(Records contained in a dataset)
>>>>>

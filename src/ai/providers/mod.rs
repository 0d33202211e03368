pub mod azure;

use super::client::CompletionClient;
use crate::config::Settings;
use crate::error::ConfigurationError;
use std::sync::Arc;

pub use azure::AzureOpenAIBackend;

impl CompletionClient {
    /// Builds the client for the configured Azure OpenAI resource.
    pub fn from_settings(settings: &Settings) -> Result<Self, ConfigurationError> {
        let backend = AzureOpenAIBackend::from_settings(settings)?;
        Ok(Self::new(Arc::new(backend)))
    }
}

<<<<<

INSTRUCTIONS TO FOLLOW: Each record above is to be written out again exactly.

REPLY:
filename src/ai/providers/mod.rs
repository 0d33202211e03368
pub mod azure;

use super::client::CompletionClient;
use crate::config::Settings;
use crate::error::ConfigurationError;
use std::sync::Arc;

pub use azure::AzureOpenAIBackend;

impl CompletionClient {
    /// Builds the client for the configured Azure OpenAI resource.
    pub fn from_settings(settings: &Settings) -> Result<Self, ConfigurationError> {
        let backend = AzureOpenAIBackend::from_settings(settings)?;
        Ok(Self::new(Arc::new(backend)))
    }
}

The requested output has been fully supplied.